エタノール代謝の中心臓器は肝臓であり、胃、腎、膵臓、小腸などでの代謝はわずかです。肝臓に到達したエタノールのほとんどが、肝臓で代謝されて有毒なアセトアルデヒド(CH3CHO)になります。アセトアルデヒドはさらに肝臓内で酢酸へ酸化されます。酢酸の一部は血流により全身の組織に運ばれ、末梢の筋組織などでアセチルCoAに変換され、クエン酸回路に入り、エネルギーを産生しつつ最終的に水と二酸化炭素になります。この間に1gのエタノールから約7カロリーの熱が産生されます。吸収されたエタノールのうち2〜10%は代謝を受けずそのままの形で、呼気・尿・汗により体外に排出されます。
肝細胞はエタノールの代謝の為に3つの代謝経路を有しています。1)肝細胞にあるアルコール脱水素酵素経路(alcohol dehydorogenase:ADH)2)小胞体のミクロソームにある薬物代謝酵素チトクロームP-450 2E1を中心トスルミクロソームエタノール酸化酵素系(microsomal ethanol oxidizing system:MEOS)3)ペルオキシソームに存在するカタラーゼ(catalase)経路です。平常状態においてはADHが代謝の約80%を担っており、長期の飲酒によってADH以外の経路を介するエタノール代謝が50%をこえますが、この代謝量の増加はチトクロームP-450(CYP2E1)の酵素誘導によるものです。
エタノールの代謝酵素にはADH・MEOS・カタラーゼ・アルデヒド脱水素酵素(aldehyde dehydrogenase:ALDH)があります。肝臓でのエタノール代謝において、その速度を調節するフィードバック機構はなく、吸収されたエタノールは血中濃度がゼロになるまで無調節に代謝され、その結果として過剰のNADHが産生され、脂肪や糖などの代謝障害を起こし、脂肪肝・IV型高脂血症・高尿酸症などをきたします。
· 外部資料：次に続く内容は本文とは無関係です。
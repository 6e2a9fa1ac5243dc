//! Android partial wake lock via `PowerManager`.

use jni::objects::{GlobalRef, JValue};
use jni::JNIEnv;

use super::{HeldWakeLock, PowerError, PowerManager};
use crate::platform::jvm;

/// `PowerManager.PARTIAL_WAKE_LOCK`
const PARTIAL_WAKE_LOCK: i32 = 1;

pub struct AndroidPower;

impl AndroidPower {
    pub fn new() -> Self {
        Self
    }
}

fn new_wake_lock(env: &mut JNIEnv, tag: &str) -> Result<GlobalRef, String> {
    let activity = jvm::activity();

    let power_manager = jvm::system_service(env, &activity, "power")?;

    let tag = env.new_string(tag);
    let tag = jvm::check(env, tag, "new_string")?;

    let wake_lock = env.call_method(
        &power_manager,
        "newWakeLock",
        "(ILjava/lang/String;)Landroid/os/PowerManager$WakeLock;",
        &[JValue::Int(PARTIAL_WAKE_LOCK), JValue::Object(&tag)],
    );
    let wake_lock = jvm::check(env, wake_lock, "newWakeLock")?
        .l()
        .map_err(|e| format!("newWakeLock result: {}", e))?;

    // One acquire, one release
    let counted = env.call_method(&wake_lock, "setReferenceCounted", "(Z)V", &[JValue::Bool(0)]);
    jvm::check(env, counted, "setReferenceCounted")?;

    let acquired = env.call_method(&wake_lock, "acquire", "()V", &[]);
    jvm::check(env, acquired, "WakeLock.acquire")?;

    env.new_global_ref(wake_lock)
        .map_err(|e| format!("new_global_ref: {}", e))
}

impl Default for AndroidPower {
    fn default() -> Self {
        Self::new()
    }
}

impl PowerManager for AndroidPower {
    fn acquire_partial(&self, tag: &str) -> Result<Box<dyn HeldWakeLock>, PowerError> {
        let mut env = jvm::env().map_err(PowerError::Acquire)?;
        let wake_lock = jvm::with_frame(&mut env, |env| new_wake_lock(env, tag))
            .and_then(|acquired| acquired)
            .map_err(PowerError::Acquire)?;
        tracing::info!("Partial wake lock '{}' acquired", tag);
        Ok(Box::new(AndroidWakeLock { wake_lock }))
    }
}

struct AndroidWakeLock {
    wake_lock: GlobalRef,
}

impl HeldWakeLock for AndroidWakeLock {
    fn release(self: Box<Self>) -> Result<(), PowerError> {
        let mut env = jvm::env().map_err(PowerError::Release)?;

        let held = env.call_method(&self.wake_lock, "isHeld", "()Z", &[]);
        let held = jvm::check(&mut env, held, "WakeLock.isHeld")
            .map_err(PowerError::Release)?
            .z()
            .map_err(|e| PowerError::Release(format!("isHeld result: {}", e)))?;

        if held {
            let released = env.call_method(&self.wake_lock, "release", "()V", &[]);
            jvm::check(&mut env, released, "WakeLock.release").map_err(PowerError::Release)?;
            tracing::info!("Partial wake lock released");
        }
        Ok(())
    }
}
一方、エタノール酸化により生じた有毒なアセトアルデヒドはミトコンドリアを障害し、肝ミトコンドリアのアセトアルデヒド酸化能の減少をもたらします。アセトアルデヒドは血管拡張作用を有しカテコラミン類を放出させ、顔面紅潮・心拍数の増加・動悸・吐き気・頭痛・拡張期血圧の低下・総頚動脈圧の上昇などのフラッシング症状をひき起こします。
・呼気中エタノール濃度測定
血中アルコール濃度と肺胞におけるアルコール濃度の比は2,000〜2,300:1前後であり、呼気のエタノールは、飲酒後のエタノールの排泄の一つとして観察されます。呼気エタノールの定量法としては、北川式検知菅(酸化還元法)が最もよく知られ、現在でも警察で使用されています。呼気アルコールメーター(信濃電気)、アルコールチェッカー(KDD社)などは小型で測定場所を選ばず呼気エタノール濃度を直接測定できます。